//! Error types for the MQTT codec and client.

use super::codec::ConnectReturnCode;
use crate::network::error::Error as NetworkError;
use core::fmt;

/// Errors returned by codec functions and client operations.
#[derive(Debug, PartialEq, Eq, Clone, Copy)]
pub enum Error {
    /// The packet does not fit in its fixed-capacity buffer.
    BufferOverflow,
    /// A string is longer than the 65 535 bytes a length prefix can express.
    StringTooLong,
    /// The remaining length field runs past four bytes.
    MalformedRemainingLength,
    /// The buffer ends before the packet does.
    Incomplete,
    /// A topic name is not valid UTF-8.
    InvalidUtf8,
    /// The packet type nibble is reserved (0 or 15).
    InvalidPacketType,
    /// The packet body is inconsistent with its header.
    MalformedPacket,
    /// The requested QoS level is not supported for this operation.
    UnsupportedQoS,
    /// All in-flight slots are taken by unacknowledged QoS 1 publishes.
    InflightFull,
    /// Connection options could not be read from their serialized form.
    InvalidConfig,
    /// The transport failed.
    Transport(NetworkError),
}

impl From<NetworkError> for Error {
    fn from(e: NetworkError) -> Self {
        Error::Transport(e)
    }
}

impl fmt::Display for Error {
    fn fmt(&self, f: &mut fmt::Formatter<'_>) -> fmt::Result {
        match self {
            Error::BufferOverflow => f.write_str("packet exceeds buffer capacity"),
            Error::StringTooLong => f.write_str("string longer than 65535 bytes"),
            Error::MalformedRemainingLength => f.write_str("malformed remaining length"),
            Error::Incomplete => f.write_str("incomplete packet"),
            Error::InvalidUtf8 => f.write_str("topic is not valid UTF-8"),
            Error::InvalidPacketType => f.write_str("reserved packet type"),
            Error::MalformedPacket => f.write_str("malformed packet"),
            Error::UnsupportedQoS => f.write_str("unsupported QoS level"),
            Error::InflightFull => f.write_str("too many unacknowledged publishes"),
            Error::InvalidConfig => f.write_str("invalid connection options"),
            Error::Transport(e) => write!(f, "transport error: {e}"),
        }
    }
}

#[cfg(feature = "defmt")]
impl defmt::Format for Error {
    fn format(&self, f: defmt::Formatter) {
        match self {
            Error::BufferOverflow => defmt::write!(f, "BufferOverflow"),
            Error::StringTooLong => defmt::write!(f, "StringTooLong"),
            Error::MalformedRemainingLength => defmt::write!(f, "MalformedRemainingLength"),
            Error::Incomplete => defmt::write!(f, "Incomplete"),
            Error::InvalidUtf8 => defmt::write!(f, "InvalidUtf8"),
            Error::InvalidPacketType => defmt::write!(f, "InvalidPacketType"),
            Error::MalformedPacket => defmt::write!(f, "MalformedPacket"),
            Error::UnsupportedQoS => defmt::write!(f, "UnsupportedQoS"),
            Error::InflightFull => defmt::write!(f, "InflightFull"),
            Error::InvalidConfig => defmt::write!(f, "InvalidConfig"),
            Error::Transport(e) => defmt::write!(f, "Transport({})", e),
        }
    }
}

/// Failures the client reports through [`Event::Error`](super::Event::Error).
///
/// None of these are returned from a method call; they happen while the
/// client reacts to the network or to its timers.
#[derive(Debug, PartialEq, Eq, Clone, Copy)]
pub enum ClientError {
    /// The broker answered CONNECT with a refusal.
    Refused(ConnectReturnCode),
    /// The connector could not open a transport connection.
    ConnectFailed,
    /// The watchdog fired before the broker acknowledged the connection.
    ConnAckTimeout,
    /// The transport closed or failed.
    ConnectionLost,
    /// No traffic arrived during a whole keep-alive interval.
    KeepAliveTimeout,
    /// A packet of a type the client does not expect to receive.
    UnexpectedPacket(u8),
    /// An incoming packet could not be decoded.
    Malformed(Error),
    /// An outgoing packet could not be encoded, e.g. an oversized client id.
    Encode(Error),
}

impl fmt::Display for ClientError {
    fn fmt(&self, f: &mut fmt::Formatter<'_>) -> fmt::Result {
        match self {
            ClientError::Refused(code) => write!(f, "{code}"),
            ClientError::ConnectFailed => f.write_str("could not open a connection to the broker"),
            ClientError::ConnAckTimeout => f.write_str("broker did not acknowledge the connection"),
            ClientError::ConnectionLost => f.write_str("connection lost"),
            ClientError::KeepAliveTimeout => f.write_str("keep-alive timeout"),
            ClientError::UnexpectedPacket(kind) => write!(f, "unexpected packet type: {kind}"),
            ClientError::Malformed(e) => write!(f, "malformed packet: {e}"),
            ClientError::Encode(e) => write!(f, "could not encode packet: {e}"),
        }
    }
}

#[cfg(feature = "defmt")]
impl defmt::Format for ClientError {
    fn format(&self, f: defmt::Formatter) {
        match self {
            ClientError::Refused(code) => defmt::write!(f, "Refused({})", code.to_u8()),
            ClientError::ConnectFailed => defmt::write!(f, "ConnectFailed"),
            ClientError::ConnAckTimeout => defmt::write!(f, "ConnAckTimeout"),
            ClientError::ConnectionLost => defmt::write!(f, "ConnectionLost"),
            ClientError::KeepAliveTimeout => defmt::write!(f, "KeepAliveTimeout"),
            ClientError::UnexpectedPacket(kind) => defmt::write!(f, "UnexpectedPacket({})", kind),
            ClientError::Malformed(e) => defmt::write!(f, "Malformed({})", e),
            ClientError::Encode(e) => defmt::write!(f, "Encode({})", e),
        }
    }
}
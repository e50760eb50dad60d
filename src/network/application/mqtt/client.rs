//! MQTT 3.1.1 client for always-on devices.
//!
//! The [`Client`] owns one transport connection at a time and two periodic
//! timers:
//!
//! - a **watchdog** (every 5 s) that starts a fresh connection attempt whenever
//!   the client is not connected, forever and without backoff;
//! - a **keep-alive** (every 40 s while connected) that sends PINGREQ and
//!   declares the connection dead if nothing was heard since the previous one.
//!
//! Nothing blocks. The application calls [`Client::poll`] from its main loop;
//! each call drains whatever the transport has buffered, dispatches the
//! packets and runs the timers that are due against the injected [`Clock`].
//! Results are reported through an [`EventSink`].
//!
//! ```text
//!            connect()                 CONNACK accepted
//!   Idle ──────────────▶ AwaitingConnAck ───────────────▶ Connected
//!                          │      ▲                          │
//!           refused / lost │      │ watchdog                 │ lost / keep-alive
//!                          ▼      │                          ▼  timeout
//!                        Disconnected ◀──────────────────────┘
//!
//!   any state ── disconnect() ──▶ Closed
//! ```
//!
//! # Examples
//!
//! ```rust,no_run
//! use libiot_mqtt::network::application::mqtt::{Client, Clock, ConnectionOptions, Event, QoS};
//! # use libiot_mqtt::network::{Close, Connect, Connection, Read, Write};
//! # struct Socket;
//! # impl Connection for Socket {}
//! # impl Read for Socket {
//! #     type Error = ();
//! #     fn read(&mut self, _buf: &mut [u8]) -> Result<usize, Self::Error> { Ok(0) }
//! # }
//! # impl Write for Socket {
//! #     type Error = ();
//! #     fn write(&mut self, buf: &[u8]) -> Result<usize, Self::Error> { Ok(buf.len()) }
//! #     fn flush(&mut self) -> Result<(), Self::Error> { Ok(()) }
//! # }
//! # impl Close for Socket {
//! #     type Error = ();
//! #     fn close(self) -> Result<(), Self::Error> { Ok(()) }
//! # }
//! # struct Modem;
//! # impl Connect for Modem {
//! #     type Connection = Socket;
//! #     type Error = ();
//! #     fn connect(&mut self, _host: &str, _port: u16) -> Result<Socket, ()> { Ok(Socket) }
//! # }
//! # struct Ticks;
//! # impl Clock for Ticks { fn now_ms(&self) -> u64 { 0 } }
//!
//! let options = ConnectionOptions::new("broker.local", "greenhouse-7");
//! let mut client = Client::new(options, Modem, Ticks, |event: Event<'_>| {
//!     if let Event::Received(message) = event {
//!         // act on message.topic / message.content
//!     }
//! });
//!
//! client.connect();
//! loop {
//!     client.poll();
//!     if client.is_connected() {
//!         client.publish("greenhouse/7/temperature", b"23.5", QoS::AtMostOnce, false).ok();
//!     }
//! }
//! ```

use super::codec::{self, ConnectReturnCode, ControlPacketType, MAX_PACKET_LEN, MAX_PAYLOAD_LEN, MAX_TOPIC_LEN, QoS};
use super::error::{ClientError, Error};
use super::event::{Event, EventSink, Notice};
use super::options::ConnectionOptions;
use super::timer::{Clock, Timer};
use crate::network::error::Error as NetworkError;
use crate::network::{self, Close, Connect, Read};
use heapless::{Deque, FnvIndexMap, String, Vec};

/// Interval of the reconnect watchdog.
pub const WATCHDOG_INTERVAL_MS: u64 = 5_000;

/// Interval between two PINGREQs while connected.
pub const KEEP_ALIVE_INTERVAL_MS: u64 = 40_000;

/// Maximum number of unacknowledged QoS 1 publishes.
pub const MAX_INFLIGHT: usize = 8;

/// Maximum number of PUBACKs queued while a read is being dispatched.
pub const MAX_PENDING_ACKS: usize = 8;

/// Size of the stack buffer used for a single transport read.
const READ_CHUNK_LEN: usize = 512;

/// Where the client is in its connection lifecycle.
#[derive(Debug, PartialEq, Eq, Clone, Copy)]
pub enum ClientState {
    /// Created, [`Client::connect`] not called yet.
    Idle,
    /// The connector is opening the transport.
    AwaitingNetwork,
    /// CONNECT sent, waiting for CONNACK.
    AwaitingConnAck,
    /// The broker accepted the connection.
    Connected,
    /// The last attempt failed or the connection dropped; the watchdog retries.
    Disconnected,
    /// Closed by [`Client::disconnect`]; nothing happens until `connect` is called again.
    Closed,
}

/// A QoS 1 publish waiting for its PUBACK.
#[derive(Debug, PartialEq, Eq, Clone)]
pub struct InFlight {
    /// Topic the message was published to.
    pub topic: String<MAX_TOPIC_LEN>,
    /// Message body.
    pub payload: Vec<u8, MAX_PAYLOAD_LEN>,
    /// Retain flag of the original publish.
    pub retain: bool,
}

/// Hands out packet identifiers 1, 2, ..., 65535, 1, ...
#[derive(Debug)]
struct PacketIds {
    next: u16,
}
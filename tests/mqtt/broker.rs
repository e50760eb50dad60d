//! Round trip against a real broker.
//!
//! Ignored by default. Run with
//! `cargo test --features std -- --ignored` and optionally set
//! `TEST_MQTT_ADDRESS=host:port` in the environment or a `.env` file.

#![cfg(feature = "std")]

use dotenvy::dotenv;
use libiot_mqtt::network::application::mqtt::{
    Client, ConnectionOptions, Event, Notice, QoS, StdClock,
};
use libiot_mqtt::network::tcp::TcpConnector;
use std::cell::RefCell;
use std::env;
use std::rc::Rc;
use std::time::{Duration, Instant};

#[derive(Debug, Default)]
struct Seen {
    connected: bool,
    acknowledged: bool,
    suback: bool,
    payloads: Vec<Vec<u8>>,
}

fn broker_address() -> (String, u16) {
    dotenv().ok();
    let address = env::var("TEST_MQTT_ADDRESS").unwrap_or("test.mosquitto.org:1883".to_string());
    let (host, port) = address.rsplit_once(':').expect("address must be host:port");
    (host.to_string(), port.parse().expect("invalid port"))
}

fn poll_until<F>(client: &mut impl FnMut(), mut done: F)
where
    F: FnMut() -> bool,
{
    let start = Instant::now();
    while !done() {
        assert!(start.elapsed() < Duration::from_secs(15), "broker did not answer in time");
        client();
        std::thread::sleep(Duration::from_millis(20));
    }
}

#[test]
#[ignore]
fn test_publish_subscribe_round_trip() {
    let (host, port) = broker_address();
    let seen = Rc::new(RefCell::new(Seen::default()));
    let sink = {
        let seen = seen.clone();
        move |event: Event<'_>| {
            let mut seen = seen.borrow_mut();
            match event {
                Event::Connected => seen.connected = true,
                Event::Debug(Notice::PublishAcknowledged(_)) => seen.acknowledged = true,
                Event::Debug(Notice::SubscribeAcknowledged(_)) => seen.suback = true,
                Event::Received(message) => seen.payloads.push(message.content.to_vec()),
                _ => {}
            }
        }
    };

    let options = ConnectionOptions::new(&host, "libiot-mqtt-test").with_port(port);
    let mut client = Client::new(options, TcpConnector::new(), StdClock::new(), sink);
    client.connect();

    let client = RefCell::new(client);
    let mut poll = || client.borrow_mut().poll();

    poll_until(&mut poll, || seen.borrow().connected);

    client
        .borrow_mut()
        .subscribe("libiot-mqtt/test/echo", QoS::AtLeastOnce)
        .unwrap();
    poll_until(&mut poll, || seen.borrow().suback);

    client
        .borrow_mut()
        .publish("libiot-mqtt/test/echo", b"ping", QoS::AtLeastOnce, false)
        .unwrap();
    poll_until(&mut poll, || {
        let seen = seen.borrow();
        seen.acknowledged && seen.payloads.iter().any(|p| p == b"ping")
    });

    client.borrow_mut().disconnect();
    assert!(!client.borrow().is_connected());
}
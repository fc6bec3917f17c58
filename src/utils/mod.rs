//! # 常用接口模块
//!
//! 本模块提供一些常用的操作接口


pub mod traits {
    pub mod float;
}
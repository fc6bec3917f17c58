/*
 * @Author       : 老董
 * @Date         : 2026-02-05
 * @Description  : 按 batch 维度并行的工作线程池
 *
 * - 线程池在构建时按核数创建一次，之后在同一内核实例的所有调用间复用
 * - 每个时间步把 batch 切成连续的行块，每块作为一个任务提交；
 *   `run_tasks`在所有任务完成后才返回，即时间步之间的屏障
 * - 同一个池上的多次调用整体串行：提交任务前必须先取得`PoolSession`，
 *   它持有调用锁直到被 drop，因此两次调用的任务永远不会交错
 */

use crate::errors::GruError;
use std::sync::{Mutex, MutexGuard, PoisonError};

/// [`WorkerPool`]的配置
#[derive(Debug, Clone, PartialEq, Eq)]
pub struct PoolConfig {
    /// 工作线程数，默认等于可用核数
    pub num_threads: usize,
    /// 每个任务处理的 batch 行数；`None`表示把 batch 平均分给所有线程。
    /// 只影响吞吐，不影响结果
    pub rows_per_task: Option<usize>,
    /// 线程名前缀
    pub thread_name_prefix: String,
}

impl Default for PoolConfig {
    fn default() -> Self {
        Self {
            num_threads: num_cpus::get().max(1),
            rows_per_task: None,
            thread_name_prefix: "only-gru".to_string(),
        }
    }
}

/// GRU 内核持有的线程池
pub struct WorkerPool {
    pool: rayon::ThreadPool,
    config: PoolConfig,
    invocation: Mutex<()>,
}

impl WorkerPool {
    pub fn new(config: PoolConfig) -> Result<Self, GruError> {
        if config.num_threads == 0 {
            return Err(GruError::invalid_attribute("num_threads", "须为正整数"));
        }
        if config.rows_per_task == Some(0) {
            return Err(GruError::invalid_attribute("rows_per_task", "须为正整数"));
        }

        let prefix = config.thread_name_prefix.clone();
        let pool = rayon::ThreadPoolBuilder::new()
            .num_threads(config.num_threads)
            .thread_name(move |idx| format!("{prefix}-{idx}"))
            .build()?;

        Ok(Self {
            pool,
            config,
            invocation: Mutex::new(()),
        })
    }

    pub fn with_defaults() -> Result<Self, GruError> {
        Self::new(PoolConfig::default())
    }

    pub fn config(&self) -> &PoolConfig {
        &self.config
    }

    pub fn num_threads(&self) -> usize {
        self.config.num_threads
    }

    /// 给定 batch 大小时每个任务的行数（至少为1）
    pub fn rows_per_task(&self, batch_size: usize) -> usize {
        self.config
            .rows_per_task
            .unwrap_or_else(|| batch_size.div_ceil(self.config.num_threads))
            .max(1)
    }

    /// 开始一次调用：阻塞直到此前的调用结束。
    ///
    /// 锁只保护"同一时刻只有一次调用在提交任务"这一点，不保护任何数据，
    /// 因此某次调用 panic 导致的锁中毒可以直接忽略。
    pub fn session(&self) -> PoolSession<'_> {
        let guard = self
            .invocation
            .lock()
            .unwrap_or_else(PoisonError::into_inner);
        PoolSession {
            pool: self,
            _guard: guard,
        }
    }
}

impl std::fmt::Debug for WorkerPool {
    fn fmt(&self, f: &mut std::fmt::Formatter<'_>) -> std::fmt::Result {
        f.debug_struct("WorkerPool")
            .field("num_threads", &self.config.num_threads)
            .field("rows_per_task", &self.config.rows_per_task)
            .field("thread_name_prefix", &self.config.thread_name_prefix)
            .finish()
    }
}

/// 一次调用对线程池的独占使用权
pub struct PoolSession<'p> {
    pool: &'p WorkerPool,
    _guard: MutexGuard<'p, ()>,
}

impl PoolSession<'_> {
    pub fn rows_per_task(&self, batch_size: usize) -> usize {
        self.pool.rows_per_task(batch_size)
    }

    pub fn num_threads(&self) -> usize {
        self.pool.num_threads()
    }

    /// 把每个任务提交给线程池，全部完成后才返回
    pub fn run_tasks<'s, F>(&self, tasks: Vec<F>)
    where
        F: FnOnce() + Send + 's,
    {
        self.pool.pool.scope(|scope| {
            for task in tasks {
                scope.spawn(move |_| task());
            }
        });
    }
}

### About this exercise:
Please return exactly the lines from the opening line of the data above through the line with "its fixed-capacity buffer.", both included and nothing else.

### Response to this exercise:
//! Error types for the MQTT codec and client.

use super::codec::ConnectReturnCode;
use crate::network::error::Error as NetworkError;
use core::fmt;

/// Errors returned by codec functions and client operations.
#[derive(Debug, PartialEq, Eq, Clone, Copy)]
pub enum Error {
    /// The packet does not fit in its fixed-capacity buffer.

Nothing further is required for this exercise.